Linking learning objective taxonomy and teaching and learning videos
Image by Franziska Bock based on Sarah Brockmann, released under CC BY 4.0
Excursus — teaching and learning video + learning objective taxonomy
When we talk about didactic potential, the taxonomy level model comes in handy at this point. The taxonomy of learning objectives has already been touched on in the first part of this blog post. The aim here is to relate the six classes of cognitive learning objectives to the medium of teaching and learning videos. The use of teaching and learning videos can also be very diverse from a didactic point of view. However, diversity should not necessarily be taken to mean arbitrariness. The use of teaching and learning videos should never be an end in itself. Rather, they should be used as a means and selected for good reason as part of the conceptual curriculum planning. At best, teaching and learning objectives are the starting point. Based on the specific learning objective linked to the question of what students should actually do (methodologically), the teaching and learning video can be linked to the different learning objective levels. Of course, this can only be done here in a very general and exemplary way.
- Remember knowledge / retrieve knowledge — Regardless of whether the video material is self-produced or produced by a third party, a task is implied in both cases; the teaching and learning video has the character of an invitation to receive what is presented. At the first stage, an educational video can be linked to the intention of initially receiving content in order to acquire the information it contains as knowledge. This often involves knowledge of individual facts, sequences or terminology in the mode of explanation. These aims are constitutive for explanatory videos, but also for instructional recordings. “The underlying didactic approach is based on the provision and distribution of information.” (Seidel 2018: 48) However, pure reception does not always lead to success. Occasionally, a didactic or methodological framework is required that goes beyond mere reception. For example, additional elements such as knowledge queries or control tasks can be included. Whether in advance, during the course of the video or afterwards, questions or tasks can strengthen the focus. With the help of some applications, depending on the platform for publishing a video, an explanatory video can be divided into meaningful sections. For example, a task could be added at the end of a video in addition to the finished file — H5P. The boundary between the first and second stage is fluid.
- Understanding: For the cognitive learning level of understanding, it is advisable to allow the information presented in the teaching or learning video to be reproduced beyond viewing. Students should recapitulate the central statements in their own words or write a summary. As a possible scenario, a video can also act as a silent stimulus for introducing a topic in order to activate any prior knowledge. It can already be seen here that the learning requirements required here refer to the first level (remembering/knowledge) and take the considerations there with them — as already mentioned, the levels are not free of overlaps.

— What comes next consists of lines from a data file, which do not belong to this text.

//! Integer type codes for nodes and edges.
//!
//! A type code is a plain `u32`: the low bits carry the chemical meaning
//! (element and charge for atoms, bond kind for bonds) and the high bits carry
//! structural flags that the algorithms set or interpret. Matching compares
//! the full code, so a ring-flagged bond only matches ring-flagged bonds.

use serde::{Deserialize, Serialize};
use std::fmt;

const ELEMENT_MASK: u32 = 0x0000_00ff;
const CHARGE_SHIFT: u32 = 8;
const CHARGE_MASK: u32 = 0x0000_ff00;

/// Type code of a node (an atom).
#[derive(Clone, Copy, Debug, Default, PartialEq, Eq, Hash, PartialOrd, Ord, Serialize, Deserialize)]
#[serde(transparent)]
pub struct NodeType(u32);

impl NodeType {
    /// Node lies on at least one marked ring.
    pub const RING: u32 = 0x1000_0000;
    /// Pattern placeholder for a run of same-typed degree-2 nodes.
    pub const CHAIN: u32 = 0x2000_0000;
    /// Pattern node that matches any host node.
    pub const WILDCARD: u32 = 0x4000_0000;
    /// All flag bits.
    pub const FLAGS: u32 = Self::RING | Self::CHAIN | Self::WILDCARD;

    /// A node type that matches every host node.
    pub const ANY: Self = Self(Self::WILDCARD);

    /// Wraps a raw type code.
    pub const fn new(code: u32) -> Self {
        Self(code)
    }

    /// Encodes an atom from its element number and formal charge.
    pub const fn atom(element: u8, charge: i8) -> Self {
        Self(element as u32 | (((charge as u8) as u32) << CHARGE_SHIFT))
    }

    /// The raw code including flag bits.
    pub const fn raw(self) -> u32 {
        self.0
    }

    /// The code with all flag bits cleared.
    pub const fn base(self) -> u32 {
        self.0 & !Self::FLAGS
    }

    /// Element number (low byte of the base code).
    pub const fn element(self) -> u8 {
        (self.0 & ELEMENT_MASK) as u8
    }

    /// Formal charge.
    pub const fn charge(self) -> i8 {
        ((self.0 & CHARGE_MASK) >> CHARGE_SHIFT) as u8 as i8
    }

    /// Is the ring flag set?
    pub const fn is_ring(self) -> bool {
        self.0 & Self::RING != 0
    }

    /// Is the chain flag set?
    pub const fn is_chain(self) -> bool {
        self.0 & Self::CHAIN != 0
    }

    /// Is the wildcard flag set?
    pub const fn is_wildcard(self) -> bool {
        self.0 & Self::WILDCARD != 0
    }

    /// Returns a copy with `flag` set.
    pub const fn with(self, flag: u32) -> Self {
        Self(self.0 | flag)
    }

    /// Returns a copy with `flag` cleared.
    pub const fn without(self, flag: u32) -> Self {
        Self(self.0 & !flag)
    }

    /// The value host neighbor types are compared against when scanning a
    /// sorted adjacency list, or `None` if this pattern type matches anything.
    pub const fn match_key(self) -> Option<u32> {
        if self.is_wildcard() {
            None
        } else {
            Some(self.0 & !Self::CHAIN)
        }
    }

    /// Does this pattern type accept the host type `host`?
    pub const fn matches(self, host: Self) -> bool {
        match self.match_key() {
            None => true,
            Some(key) => key == host.0,
        }
    }
}

impl fmt::Display for NodeType {
    fn fmt(&self, f: &mut fmt::Formatter<'_>) -> fmt::Result {
        if self.is_wildcard() {
            return write!(f, "*");
        }
        write!(f, "{}", self.base())?;
        if self.is_chain() {
            write!(f, "~")?;
        }
        if self.is_ring() {
            write!(f, "@")?;
        }
        Ok(())
    }
}

/// Type code of an edge (a bond).
#[derive(Clone, Copy, Debug, Default, PartialEq, Eq, Hash, PartialOrd, Ord, Serialize, Deserialize)]
#[serde(transparent)]
pub struct EdgeType(u32);

impl EdgeType {
    /// Edge lies on at least one marked ring.
    pub const RING: u32 = 0x1000_0000;
    /// Pattern edge that matches any host edge.
    pub const WILDCARD: u32 = 0x4000_0000;
    /// All flag bits.
    pub const FLAGS: u32 = Self::RING | Self::WILDCARD;

    /// An edge type that matches every host edge.
    pub const ANY: Self = Self(Self::WILDCARD);

    /// Wraps a raw type code.
    pub const fn new(code: u32) -> Self {
        Self(code)
    }

    /// The raw code including flag bits.
    pub const fn raw(self) -> u32 {
        self.0
    }

    /// The code with all flag bits cleared.
    pub const fn base(self) -> u32 {
        self.0 & !Self::FLAGS
    }

    /// Is the ring flag set?
    pub const fn is_ring(self) -> bool {
        self.0 & Self::RING != 0
    }

    /// Is the wildcard flag set?
    pub const fn is_wildcard(self) -> bool {
        self.0 & Self::WILDCARD != 0
    }

    /// Returns a copy with `flag` set.
    pub const fn with(self, flag: u32) -> Self {
        Self(self.0 | flag)
    }

    /// Returns a copy with `flag` cleared.
    pub const fn without(self, flag: u32) -> Self {
        Self(self.0 & !flag)
    }

    /// See [`NodeType::match_key`].
    pub const fn match_key(self) -> Option<u32> {
        if self.is_wildcard() {
            None
        } else {
            Some(self.0)
        }
    }

    /// Does this pattern type accept the host type `host`?
    pub const fn matches(self, host: Self) -> bool {
        match self.match_key() {
            None => true,
            Some(key) => key == host.0,
        }
    }
}

impl fmt::Display for EdgeType {
    fn fmt(&self, f: &mut fmt::Formatter<'_>) -> fmt::Result {
        if self.is_wildcard() {
            return write!(f, "~");
        }
        match self.base() {
            bonds::SINGLE_CODE => write!(f, "-")?,
            bonds::DOUBLE_CODE => write!(f, "=")?,
            bonds::TRIPLE_CODE => write!(f, "#")?,
            bonds::AROMATIC_CODE => write!(f, ":")?,
            other => write!(f, "<{other}>")?,
        }
        if self.is_ring() {
            write!(f, "@")?;
        }
        Ok(())
    }
}

/// Element codes for the atoms used throughout tests and fixtures.
pub mod elements {
    use super::NodeType;

    /// Hydrogen.
    pub const H: NodeType = NodeType::atom(1, 0);
    /// Carbon.
    pub const C: NodeType = NodeType::atom(6, 0);
    /// Nitrogen.
    pub const N: NodeType = NodeType::atom(7, 0);
    /// Oxygen.
    pub const O: NodeType = NodeType::atom(8, 0);
    /// Sulfur.
    pub const S: NodeType = NodeType::atom(16, 0);
    /// Chlorine.
    pub const CL: NodeType = NodeType::atom(17, 0);
}

/// Bond codes.
pub mod bonds {
    use super::EdgeType;

    pub(super) const SINGLE_CODE: u32 = 1;
    pub(super) const DOUBLE_CODE: u32 = 2;
    pub(super) const TRIPLE_CODE: u32 = 3;
    pub(super) const AROMATIC_CODE: u32 = 4;

    /// Single bond.
    pub const SINGLE: EdgeType = EdgeType::new(SINGLE_CODE);
    /// Double bond.
    pub const DOUBLE: EdgeType = EdgeType::new(DOUBLE_CODE);
    /// Triple bond.
    pub const TRIPLE: EdgeType = EdgeType::new(TRIPLE_CODE);
    /// Aromatic bond.
    pub const AROMATIC: EdgeType = EdgeType::new(AROMATIC_CODE);
}

#[cfg(test)]
mod tests {
    use super::*;

    #[test]
    fn atom_round_trips_element_and_charge() {
        let t = NodeType::atom(7, -1);
        assert_eq!(t.element(), 7);
        assert_eq!(t.charge(), -1);
        assert_eq!(t.base(), t.raw());
    }

    #[test]
    fn wildcard_matches_everything() {
        assert!(NodeType::ANY.matches(elements::O));
        assert!(EdgeType::ANY.matches(bonds::DOUBLE));
        assert!(!elements::C.matches(elements::O));
    }

    #[test]
    fn chain_flag_is_ignored_when_matching() {
        let chain = elements::C.with(NodeType::CHAIN);
        assert!(chain.is_chain());
        assert!(chain.matches(elements::C));
        assert!(!chain.matches(elements::C.with(NodeType::RING)));
    }

    #[test]
    fn ring_flag_is_part_of_the_type() {
        let ring = bonds::SINGLE.with(EdgeType::RING);
        assert!(!bonds::SINGLE.matches(ring));
        assert!(ring.matches(ring));
        assert_eq!(ring.without(EdgeType::RING), bonds::SINGLE);
        assert_eq!(ring.to_string(), "-@");
    }
}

- Apply: The Apply learning objective level can also be designed differently in conjunction with teaching and learning videos. For example, a case can be used as demonstration material and function as a concrete self-learning activity. It is also possible for the Apply phase to be preceded by a video, which would, however, be described as an instruction: video instructions, also referred to here as tutorials, provide instructions on how actions and processes are to be carried out (Seidel 2018: 47).
- Analyze: However, teaching and learning videos can also be used as an object of analysis and, in the form of a demonstration video for example, reproduce “natural” situations or action situations that students can approach with their analysis categories: Perhaps a conflict is shown, on the basis of which escalation stages are to be clarified or possibilities for intervention can be considered. On the other hand, videotaped actions can serve as interpretation material to promote a corresponding ability. This can or should always be done with media literacy in mind: Like all media, film can only ever depict an excerpt.
- Generate: We have already addressed the learning objective of generating several times with examples of filming or producing your own videos and with the “learning through teaching” approach. Students are given the task of preparing a learning object in the format of a video and making it available as information material for the learning group: Video glossary, explanatory video, on a term, presentation of a concept or model or of theorists, etc. This approach allows students to take a look at the media characteristics of the moving image and strengthens their skills in communicating facts to others. In this regard, however, teachers must provide support measures for video production and take into account the resources available to students.
- Assess: Video resources can also be used as an object of reflection. First of all, the self-produced video could be reflected upon — see above. Overall, contributions from various areas can be used to analyze, reflect on and evaluate the recorded cultural forms of expression: What does a history film say about the worldview during the production of the film and the anticipated worldview of the target audience? What did people know about the history covered? Videos are — similar to analyzing — demonstration material. (As I said, there is never any overlap between teaching and educational video types.) Demonstration videos can provide key impulses for the learning process — for discussions and in-depth debates; not least, they promote multiple perspectives and, depending on the focus, critical thinking.
These are just a few examples to show that specific learning levels can be anticipated with and in the design of teaching and learning videos, depending on the didactic function and intention. However, a rigid transfer is not advisable. Rather, the aim here is to provide a rough orientation for their use.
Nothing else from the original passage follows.